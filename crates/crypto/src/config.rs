use std::path::PathBuf;
use std::time::Duration;

use serde::Deserialize;
use taskvault_shared::constants::MIN_RSA_KEY_BITS;

use crate::error::CryptoError;
use crate::wrapping::KdfParams;

/// Client-side settings for key management and message sync.
#[derive(Debug, Clone, Deserialize)]
pub struct CryptoConfig {
    /// RSA modulus size for new key pairs. Default: 2048
    #[serde(default = "default_rsa_key_bits")]
    pub rsa_key_bits: usize,
    /// Argon2id parameters for private key wrapping.
    #[serde(default)]
    pub kdf: KdfParams,
    /// SQLCipher database holding the local copy of workspace keys.
    #[serde(default = "default_key_store_path")]
    pub key_store_path: PathBuf,
    /// Base URL of the key service. Default: "http://127.0.0.1:3000"
    #[serde(default = "default_key_service_url")]
    pub key_service_url: String,
    /// Per-request timeout against the key service. Default: 10
    #[serde(default = "default_request_timeout_secs")]
    pub request_timeout_secs: u64,
    /// Change events held while keys are not ready. Default: 256
    #[serde(default = "default_pending_event_capacity")]
    pub pending_event_capacity: usize,
}

fn default_rsa_key_bits() -> usize {
    2048
}
fn default_key_store_path() -> PathBuf {
    PathBuf::from("taskvault-keys.db")
}
fn default_key_service_url() -> String {
    "http://127.0.0.1:3000".to_string()
}
fn default_request_timeout_secs() -> u64 {
    10
}
fn default_pending_event_capacity() -> usize {
    256
}

impl Default for CryptoConfig {
    fn default() -> Self {
        Self {
            rsa_key_bits: default_rsa_key_bits(),
            kdf: KdfParams::default(),
            key_store_path: default_key_store_path(),
            key_service_url: default_key_service_url(),
            request_timeout_secs: default_request_timeout_secs(),
            pending_event_capacity: default_pending_event_capacity(),
        }
    }
}

impl CryptoConfig {
    /// Parse TOML, apply `TASKVAULT_*` environment overrides, then validate.
    pub fn from_toml_str(toml_str: &str) -> Result<Self, CryptoError> {
        let mut config: CryptoConfig =
            toml::from_str(toml_str).map_err(|e| CryptoError::ConfigError(e.to_string()))?;
        config.apply_env_overrides()?;
        config.validate()?;
        Ok(config)
    }

    /// Defaults plus environment overrides, for callers without a config file.
    pub fn from_env() -> Result<Self, CryptoError> {
        let mut config = Self::default();
        config.apply_env_overrides()?;
        config.validate()?;
        Ok(config)
    }

    /// Returns an error if a variable is set but cannot be parsed.
    pub fn apply_env_overrides(&mut self) -> Result<(), CryptoError> {
        if let Some(val) = parsed_env("TASKVAULT_RSA_KEY_BITS")? {
            self.rsa_key_bits = val;
        }
        if let Some(val) = parsed_env("TASKVAULT_KDF_MEMORY_KIB")? {
            self.kdf.memory_kib = val;
        }
        if let Some(val) = parsed_env("TASKVAULT_KDF_ITERATIONS")? {
            self.kdf.iterations = val;
        }
        if let Some(val) = parsed_env("TASKVAULT_KDF_PARALLELISM")? {
            self.kdf.parallelism = val;
        }
        if let Ok(val) = std::env::var("TASKVAULT_KEY_STORE_PATH") {
            self.key_store_path = PathBuf::from(val);
        }
        if let Ok(val) = std::env::var("TASKVAULT_KEY_SERVICE_URL") {
            self.key_service_url = val;
        }
        if let Some(val) = parsed_env("TASKVAULT_REQUEST_TIMEOUT_SECS")? {
            self.request_timeout_secs = val;
        }
        if let Some(val) = parsed_env("TASKVAULT_PENDING_EVENT_CAPACITY")? {
            self.pending_event_capacity = val;
        }
        Ok(())
    }

    pub fn validate(&self) -> Result<(), CryptoError> {
        if self.rsa_key_bits < MIN_RSA_KEY_BITS {
            return Err(CryptoError::ConfigError(format!(
                "rsa_key_bits must be at least {MIN_RSA_KEY_BITS}, got {}",
                self.rsa_key_bits
            )));
        }
        if self.request_timeout_secs == 0 {
            return Err(CryptoError::ConfigError(
                "request_timeout_secs must be positive".into(),
            ));
        }
        if self.pending_event_capacity == 0 {
            return Err(CryptoError::ConfigError(
                "pending_event_capacity must be positive".into(),
            ));
        }
        if self.kdf.iterations == 0 || self.kdf.parallelism == 0 {
            return Err(CryptoError::ConfigError(
                "kdf iterations and parallelism must be positive".into(),
            ));
        }
        Ok(())
    }

    pub fn request_timeout(&self) -> Duration {
        Duration::from_secs(self.request_timeout_secs)
    }
}

fn parsed_env<T: std::str::FromStr>(name: &str) -> Result<Option<T>, CryptoError> {
    match std::env::var(name) {
        Ok(val) => val
            .parse()
            .map(Some)
            .map_err(|_| CryptoError::ConfigError(format!("invalid {name} value: {val}"))),
        Err(_) => Ok(None),
    }
}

______________________________

Work required:
Up to and including the line that contains "private key wrapping.", restate each line of the material above word for word, beginning with its first line.

Answer below:
filename crates/crypto/src/config.rs
use std::path::PathBuf;
use std::time::Duration;

use serde::Deserialize;
use taskvault_shared::constants::MIN_RSA_KEY_BITS;

use crate::error::CryptoError;
use crate::wrapping::KdfParams;

/// Client-side settings for key management and message sync.
#[derive(Debug, Clone, Deserialize)]
pub struct CryptoConfig {
    /// RSA modulus size for new key pairs. Default: 2048
    #[serde(default = "default_rsa_key_bits")]
    pub rsa_key_bits: usize,
    /// Argon2id parameters for private key wrapping.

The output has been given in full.